===== Listed records =====
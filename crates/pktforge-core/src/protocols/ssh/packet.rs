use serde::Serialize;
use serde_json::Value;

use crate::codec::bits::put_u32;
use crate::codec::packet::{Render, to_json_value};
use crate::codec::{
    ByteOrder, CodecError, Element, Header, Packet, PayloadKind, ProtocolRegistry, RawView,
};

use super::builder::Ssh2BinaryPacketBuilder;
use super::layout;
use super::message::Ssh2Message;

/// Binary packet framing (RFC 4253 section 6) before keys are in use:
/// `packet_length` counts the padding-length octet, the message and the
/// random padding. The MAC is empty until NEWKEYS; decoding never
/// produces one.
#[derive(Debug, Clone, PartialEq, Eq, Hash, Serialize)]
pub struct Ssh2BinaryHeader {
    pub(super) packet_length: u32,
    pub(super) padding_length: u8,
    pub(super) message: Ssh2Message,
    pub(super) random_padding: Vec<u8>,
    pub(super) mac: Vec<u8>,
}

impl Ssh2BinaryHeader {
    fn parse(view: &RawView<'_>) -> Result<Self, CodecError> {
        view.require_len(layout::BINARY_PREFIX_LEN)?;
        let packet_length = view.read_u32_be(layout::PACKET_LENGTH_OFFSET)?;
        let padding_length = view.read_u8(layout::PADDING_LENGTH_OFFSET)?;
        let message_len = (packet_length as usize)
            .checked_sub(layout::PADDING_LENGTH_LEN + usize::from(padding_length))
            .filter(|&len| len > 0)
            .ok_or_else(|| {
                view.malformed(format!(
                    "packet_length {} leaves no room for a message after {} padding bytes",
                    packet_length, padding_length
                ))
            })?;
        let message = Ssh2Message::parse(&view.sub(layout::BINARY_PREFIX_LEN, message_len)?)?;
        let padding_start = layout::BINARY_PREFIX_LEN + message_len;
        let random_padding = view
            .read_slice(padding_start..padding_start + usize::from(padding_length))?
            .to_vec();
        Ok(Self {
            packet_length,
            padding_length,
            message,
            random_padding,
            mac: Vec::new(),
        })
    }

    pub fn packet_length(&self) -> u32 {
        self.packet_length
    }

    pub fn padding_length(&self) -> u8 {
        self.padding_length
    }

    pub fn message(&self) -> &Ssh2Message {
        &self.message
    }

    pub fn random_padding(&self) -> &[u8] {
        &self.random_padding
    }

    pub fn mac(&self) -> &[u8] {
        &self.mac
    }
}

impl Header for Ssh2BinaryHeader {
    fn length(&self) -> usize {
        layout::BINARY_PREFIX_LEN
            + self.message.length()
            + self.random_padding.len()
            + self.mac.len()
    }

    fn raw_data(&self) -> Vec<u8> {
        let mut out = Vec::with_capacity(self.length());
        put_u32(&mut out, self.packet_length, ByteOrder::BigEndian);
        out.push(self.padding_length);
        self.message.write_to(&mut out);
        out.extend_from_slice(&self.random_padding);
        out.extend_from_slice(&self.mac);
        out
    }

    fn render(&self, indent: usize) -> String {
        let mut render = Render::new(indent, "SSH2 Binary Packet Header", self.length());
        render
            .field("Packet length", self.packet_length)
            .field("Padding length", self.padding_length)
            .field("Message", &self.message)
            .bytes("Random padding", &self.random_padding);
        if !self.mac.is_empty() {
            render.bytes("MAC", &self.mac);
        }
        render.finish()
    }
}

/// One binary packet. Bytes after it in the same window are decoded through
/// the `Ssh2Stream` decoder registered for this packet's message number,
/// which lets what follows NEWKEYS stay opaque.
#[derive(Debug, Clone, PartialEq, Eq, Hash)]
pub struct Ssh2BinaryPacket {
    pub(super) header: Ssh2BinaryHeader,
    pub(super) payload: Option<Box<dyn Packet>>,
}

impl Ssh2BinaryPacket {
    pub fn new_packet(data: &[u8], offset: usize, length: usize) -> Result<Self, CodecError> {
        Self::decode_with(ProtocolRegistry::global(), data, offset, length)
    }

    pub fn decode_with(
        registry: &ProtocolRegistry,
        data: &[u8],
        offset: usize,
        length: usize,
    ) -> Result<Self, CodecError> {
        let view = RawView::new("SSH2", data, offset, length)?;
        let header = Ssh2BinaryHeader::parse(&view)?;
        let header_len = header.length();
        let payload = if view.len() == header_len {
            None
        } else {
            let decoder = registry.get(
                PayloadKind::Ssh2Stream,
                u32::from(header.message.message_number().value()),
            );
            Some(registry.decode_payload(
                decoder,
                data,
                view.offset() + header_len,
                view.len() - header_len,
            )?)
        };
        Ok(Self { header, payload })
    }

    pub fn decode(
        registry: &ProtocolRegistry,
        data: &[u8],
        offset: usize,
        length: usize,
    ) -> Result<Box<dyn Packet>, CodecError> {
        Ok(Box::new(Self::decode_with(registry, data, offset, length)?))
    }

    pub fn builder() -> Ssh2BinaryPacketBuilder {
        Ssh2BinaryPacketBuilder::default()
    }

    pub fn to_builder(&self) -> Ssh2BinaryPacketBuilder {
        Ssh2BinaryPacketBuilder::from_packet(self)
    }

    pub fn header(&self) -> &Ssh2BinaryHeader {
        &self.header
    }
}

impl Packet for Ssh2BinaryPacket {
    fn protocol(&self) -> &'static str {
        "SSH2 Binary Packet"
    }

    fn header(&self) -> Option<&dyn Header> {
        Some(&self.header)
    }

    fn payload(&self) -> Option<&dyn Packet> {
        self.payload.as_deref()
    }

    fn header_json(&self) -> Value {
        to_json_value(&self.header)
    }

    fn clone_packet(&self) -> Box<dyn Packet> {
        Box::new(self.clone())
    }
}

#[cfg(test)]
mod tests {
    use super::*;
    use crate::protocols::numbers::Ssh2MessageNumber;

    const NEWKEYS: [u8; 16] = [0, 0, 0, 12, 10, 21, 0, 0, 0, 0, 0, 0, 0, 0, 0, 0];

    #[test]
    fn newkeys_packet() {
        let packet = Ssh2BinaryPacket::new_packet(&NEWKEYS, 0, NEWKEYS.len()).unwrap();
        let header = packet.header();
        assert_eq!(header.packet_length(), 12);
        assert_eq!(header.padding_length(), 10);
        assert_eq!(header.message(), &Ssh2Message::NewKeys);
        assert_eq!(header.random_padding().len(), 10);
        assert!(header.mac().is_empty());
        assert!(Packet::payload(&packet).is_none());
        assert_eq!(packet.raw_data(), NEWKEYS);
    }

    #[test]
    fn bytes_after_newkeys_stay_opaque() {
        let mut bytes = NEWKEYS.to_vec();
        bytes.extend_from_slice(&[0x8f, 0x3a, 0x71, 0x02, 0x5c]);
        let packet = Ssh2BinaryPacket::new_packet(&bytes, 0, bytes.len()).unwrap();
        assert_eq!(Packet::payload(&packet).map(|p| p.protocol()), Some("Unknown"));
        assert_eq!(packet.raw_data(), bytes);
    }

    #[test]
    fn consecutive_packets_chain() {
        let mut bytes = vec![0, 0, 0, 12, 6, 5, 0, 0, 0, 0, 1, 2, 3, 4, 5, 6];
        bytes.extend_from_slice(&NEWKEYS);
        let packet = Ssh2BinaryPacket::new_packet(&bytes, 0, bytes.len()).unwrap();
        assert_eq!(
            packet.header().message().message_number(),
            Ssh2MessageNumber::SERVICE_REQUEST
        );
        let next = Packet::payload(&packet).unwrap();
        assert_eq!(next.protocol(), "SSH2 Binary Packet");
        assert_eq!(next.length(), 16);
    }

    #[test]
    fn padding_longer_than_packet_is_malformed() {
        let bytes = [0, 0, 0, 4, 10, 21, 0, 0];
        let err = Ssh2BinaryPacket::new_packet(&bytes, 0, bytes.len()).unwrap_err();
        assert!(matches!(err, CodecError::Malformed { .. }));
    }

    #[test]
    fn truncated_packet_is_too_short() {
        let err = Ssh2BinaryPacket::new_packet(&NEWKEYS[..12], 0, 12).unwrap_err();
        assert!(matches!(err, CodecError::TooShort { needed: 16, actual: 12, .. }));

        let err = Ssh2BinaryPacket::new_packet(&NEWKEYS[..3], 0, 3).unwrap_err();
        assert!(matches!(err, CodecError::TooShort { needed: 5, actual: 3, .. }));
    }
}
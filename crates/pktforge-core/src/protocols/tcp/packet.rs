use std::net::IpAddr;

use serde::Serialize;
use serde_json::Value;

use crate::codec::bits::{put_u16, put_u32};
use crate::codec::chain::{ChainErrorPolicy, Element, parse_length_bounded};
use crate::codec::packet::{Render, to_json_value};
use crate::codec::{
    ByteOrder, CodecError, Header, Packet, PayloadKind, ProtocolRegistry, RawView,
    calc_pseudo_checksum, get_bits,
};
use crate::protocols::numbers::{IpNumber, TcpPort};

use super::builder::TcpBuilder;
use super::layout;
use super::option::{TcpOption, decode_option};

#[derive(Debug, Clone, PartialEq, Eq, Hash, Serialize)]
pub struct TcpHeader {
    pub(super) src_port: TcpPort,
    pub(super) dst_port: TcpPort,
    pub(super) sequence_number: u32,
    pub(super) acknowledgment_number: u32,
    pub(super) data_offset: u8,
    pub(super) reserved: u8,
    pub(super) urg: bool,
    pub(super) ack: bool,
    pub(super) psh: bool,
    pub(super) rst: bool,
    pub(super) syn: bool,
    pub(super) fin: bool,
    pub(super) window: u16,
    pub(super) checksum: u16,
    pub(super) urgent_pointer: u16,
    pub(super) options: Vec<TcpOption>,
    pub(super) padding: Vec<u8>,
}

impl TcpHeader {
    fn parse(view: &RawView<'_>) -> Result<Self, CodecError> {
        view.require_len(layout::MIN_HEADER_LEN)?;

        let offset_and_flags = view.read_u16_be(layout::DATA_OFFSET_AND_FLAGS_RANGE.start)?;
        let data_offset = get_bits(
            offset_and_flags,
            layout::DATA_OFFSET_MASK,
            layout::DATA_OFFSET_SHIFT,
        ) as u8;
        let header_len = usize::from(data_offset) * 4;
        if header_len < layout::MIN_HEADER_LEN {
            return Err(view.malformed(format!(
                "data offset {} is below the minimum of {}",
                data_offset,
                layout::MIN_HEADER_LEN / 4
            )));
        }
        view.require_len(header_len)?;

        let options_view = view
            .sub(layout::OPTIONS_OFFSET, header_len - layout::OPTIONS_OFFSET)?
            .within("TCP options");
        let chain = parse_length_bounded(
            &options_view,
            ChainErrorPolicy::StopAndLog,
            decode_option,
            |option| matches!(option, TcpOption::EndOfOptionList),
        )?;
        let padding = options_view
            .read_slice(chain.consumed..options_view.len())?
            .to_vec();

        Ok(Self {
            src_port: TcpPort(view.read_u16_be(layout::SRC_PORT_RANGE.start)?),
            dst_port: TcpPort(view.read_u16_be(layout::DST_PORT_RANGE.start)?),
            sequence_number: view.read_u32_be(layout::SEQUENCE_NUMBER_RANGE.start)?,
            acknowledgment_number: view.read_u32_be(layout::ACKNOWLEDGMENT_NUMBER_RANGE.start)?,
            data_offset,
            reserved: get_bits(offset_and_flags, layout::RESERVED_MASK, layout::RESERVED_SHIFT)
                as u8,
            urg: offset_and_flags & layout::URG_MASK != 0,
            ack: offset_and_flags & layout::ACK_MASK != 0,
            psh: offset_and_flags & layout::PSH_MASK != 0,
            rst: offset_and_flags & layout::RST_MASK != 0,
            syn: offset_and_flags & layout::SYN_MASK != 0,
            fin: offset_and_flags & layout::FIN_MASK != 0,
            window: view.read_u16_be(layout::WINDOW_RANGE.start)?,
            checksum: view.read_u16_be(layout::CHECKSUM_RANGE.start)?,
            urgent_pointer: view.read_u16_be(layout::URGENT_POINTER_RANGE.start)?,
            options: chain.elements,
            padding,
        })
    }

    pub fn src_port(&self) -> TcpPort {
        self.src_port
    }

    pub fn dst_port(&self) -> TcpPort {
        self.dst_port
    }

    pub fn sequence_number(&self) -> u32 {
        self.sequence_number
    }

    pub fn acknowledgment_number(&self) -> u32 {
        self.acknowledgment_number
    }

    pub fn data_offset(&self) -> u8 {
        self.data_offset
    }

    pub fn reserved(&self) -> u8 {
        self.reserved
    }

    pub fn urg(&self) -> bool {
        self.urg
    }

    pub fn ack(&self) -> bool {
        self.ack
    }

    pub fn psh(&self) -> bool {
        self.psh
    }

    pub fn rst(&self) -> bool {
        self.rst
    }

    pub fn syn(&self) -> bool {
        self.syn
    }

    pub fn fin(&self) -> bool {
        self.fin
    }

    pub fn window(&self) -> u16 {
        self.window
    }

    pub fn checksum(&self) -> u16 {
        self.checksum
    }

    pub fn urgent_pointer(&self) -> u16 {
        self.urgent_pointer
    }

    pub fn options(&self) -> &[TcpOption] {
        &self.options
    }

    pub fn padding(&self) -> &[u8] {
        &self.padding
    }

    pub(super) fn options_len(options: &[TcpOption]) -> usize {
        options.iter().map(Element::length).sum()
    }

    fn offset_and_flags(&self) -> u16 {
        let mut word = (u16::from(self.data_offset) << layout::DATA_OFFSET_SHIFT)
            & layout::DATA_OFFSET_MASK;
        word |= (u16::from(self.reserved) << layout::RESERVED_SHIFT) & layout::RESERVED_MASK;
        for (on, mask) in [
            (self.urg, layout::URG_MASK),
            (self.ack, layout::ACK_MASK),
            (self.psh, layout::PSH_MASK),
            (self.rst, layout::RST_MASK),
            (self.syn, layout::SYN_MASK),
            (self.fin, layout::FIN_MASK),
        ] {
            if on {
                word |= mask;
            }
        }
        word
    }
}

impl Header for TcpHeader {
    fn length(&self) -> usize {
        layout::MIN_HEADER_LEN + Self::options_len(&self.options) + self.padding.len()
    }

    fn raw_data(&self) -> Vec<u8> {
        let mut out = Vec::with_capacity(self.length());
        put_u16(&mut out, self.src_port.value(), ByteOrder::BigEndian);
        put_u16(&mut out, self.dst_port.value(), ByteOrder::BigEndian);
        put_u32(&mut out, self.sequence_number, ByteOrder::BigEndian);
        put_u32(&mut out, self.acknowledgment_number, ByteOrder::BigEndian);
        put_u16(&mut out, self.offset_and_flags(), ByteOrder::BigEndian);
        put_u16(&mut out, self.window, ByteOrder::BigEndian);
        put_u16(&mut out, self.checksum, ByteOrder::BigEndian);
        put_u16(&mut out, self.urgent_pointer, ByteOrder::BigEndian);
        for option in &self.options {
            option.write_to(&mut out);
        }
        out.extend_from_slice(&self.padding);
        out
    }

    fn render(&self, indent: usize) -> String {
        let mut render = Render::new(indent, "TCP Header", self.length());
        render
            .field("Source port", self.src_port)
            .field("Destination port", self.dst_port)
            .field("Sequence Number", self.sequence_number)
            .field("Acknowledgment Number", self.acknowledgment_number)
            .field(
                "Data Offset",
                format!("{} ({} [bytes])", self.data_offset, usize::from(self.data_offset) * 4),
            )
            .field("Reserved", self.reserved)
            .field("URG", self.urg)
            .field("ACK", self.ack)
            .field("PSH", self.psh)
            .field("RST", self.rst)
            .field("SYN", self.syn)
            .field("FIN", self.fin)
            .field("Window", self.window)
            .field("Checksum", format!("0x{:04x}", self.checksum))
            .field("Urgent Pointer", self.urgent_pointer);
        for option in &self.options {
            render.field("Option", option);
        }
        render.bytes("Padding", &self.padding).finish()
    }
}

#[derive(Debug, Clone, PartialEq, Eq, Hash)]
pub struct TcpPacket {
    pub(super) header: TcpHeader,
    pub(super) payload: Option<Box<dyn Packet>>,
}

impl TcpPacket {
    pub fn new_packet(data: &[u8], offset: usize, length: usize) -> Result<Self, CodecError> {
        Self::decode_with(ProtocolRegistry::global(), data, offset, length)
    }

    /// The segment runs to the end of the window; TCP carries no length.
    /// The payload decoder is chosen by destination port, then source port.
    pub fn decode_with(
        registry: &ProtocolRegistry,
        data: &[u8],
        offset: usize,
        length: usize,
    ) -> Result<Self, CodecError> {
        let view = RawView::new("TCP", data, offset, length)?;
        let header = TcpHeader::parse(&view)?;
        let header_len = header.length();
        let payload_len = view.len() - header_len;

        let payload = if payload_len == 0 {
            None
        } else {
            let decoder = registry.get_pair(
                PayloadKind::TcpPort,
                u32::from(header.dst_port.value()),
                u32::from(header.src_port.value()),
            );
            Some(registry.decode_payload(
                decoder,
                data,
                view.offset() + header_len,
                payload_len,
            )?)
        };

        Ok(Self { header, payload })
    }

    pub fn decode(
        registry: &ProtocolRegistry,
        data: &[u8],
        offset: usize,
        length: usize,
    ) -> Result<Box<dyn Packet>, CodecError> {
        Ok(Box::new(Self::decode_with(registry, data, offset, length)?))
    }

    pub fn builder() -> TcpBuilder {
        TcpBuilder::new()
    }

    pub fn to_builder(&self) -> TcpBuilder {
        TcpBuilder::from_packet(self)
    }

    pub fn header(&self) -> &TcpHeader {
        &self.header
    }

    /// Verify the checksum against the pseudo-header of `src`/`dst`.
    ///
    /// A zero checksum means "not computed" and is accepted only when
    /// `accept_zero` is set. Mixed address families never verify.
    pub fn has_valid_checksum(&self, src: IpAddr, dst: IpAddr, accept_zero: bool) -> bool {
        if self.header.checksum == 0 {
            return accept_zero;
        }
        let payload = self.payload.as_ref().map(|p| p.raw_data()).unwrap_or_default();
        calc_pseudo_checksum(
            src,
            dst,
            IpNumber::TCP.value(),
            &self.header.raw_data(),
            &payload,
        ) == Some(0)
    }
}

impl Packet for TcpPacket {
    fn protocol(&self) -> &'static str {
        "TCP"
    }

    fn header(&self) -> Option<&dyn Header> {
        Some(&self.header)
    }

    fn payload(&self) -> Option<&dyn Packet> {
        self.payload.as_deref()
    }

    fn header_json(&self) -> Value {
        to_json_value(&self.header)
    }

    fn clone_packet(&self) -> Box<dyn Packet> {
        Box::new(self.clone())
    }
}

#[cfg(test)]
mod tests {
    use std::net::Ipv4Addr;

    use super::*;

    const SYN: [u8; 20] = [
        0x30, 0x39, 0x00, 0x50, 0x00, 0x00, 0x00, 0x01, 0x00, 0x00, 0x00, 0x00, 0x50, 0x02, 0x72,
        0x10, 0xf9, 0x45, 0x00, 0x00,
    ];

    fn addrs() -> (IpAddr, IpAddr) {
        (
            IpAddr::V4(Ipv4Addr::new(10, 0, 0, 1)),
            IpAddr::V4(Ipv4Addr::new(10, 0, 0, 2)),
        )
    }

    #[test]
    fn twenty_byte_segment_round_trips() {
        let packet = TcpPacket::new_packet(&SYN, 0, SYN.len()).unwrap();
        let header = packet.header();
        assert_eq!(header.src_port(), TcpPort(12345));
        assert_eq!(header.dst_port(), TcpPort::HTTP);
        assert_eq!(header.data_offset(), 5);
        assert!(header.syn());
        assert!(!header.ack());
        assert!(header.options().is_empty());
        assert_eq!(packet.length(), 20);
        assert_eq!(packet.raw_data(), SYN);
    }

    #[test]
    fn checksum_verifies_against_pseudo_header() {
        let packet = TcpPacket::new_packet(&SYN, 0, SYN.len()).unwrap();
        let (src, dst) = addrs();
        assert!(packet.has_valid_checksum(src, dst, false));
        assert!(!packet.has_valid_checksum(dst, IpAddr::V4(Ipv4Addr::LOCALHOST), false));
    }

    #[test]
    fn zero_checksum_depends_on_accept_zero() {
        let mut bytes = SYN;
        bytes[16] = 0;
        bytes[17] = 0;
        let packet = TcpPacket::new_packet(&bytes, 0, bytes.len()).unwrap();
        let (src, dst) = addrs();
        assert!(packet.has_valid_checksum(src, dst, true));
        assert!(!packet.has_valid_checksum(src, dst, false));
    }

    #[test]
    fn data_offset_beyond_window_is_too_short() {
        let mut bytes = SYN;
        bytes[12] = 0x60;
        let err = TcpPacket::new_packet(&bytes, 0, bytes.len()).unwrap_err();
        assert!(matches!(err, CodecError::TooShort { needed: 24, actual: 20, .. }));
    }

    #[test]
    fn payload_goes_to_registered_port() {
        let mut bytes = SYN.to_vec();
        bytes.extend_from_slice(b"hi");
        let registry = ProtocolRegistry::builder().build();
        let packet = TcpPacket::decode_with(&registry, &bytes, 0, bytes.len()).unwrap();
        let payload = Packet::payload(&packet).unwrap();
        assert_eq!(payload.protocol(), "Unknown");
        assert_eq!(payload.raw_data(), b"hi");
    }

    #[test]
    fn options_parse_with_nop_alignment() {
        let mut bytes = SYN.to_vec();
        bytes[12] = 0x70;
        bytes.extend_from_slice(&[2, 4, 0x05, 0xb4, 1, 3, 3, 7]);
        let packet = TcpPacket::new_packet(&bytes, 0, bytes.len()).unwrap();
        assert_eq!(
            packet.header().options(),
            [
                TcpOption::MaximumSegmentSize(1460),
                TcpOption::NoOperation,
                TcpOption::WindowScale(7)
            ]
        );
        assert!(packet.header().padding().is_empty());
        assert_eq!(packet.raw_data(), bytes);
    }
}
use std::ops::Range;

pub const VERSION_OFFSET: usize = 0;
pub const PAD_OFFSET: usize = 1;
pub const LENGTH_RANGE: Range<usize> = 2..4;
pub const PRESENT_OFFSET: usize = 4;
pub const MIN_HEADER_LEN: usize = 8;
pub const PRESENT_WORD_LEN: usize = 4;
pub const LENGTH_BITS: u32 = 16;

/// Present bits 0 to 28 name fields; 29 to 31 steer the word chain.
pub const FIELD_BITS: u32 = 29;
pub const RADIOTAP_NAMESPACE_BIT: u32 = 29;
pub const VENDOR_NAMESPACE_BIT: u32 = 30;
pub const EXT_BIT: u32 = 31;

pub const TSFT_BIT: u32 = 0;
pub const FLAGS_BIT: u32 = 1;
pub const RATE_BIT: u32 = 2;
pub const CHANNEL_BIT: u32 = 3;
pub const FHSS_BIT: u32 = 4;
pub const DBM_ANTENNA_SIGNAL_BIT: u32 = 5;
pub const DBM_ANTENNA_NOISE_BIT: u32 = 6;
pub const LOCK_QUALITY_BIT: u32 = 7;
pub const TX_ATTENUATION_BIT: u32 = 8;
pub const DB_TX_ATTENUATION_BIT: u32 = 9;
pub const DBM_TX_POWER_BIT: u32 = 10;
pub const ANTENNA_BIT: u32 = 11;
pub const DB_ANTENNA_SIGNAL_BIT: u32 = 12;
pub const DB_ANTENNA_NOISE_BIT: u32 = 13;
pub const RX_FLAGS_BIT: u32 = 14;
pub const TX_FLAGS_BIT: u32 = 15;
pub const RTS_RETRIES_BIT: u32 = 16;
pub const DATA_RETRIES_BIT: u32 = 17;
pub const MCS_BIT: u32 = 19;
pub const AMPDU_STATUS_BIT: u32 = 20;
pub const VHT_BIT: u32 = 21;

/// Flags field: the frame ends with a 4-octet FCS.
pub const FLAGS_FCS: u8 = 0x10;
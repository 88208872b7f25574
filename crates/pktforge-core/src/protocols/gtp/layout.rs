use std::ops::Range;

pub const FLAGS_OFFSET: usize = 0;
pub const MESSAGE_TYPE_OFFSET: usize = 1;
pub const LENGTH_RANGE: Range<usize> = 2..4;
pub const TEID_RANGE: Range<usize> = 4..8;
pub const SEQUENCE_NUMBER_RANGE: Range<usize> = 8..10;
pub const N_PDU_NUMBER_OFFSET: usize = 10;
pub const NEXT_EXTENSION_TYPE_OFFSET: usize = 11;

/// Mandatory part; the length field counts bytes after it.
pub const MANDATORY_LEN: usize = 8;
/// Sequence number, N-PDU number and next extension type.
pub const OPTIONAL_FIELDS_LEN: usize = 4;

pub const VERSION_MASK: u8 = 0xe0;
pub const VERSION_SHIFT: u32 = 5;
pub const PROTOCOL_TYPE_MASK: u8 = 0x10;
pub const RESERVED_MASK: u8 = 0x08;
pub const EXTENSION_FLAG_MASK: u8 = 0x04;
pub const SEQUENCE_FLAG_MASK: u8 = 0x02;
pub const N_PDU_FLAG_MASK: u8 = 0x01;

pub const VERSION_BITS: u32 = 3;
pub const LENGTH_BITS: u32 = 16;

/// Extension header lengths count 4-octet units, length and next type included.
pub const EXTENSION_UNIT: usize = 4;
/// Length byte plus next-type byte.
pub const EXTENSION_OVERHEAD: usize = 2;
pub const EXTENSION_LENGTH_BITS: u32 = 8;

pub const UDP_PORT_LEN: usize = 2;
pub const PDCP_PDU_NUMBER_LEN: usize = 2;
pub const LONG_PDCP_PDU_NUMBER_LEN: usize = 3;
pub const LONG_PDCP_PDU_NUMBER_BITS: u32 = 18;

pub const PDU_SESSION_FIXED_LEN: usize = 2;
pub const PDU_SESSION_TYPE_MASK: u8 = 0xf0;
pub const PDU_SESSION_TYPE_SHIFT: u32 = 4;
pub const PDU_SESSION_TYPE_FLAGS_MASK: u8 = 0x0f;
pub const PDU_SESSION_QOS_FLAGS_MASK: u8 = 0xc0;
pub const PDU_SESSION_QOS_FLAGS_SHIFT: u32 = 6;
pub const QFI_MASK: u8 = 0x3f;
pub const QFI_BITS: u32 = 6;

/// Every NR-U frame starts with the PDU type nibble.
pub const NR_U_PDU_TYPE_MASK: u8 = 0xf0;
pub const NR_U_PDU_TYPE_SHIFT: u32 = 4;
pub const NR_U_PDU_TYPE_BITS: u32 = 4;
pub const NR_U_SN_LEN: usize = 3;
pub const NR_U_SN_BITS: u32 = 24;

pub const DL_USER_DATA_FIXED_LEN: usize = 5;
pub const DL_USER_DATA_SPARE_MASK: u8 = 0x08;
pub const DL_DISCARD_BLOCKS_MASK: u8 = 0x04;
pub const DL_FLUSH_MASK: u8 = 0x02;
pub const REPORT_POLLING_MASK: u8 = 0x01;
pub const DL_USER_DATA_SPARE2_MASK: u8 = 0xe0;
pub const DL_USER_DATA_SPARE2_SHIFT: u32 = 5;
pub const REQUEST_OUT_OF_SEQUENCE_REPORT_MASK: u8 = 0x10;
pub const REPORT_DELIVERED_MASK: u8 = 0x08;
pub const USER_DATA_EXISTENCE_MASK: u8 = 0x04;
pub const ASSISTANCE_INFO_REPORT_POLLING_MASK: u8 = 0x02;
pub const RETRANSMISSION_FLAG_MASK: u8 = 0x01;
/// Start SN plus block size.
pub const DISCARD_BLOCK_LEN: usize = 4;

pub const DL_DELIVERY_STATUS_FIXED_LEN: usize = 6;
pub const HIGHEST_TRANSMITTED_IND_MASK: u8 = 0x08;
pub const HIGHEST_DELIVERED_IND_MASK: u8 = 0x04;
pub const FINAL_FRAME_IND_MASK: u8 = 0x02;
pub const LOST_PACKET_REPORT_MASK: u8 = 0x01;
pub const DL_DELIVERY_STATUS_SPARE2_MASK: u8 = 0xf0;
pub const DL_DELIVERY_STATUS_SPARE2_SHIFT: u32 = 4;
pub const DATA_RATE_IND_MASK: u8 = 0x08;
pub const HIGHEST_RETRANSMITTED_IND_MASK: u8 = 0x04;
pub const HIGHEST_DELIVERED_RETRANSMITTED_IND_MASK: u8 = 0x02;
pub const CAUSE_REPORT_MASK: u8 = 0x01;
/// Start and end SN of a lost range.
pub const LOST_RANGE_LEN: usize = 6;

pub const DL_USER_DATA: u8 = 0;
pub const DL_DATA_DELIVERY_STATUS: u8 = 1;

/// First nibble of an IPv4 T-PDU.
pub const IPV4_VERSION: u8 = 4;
=====
**About this exercise:**
The lines that contain the word "octet" are wanted; copy each of them from the records.

**Exercise solution:**
/// `packet_length` counts the padding-length octet, the message and the
/// Flags field: the frame ends with a 4-octet FCS.
/// Extension header lengths count 4-octet units, length and next type included.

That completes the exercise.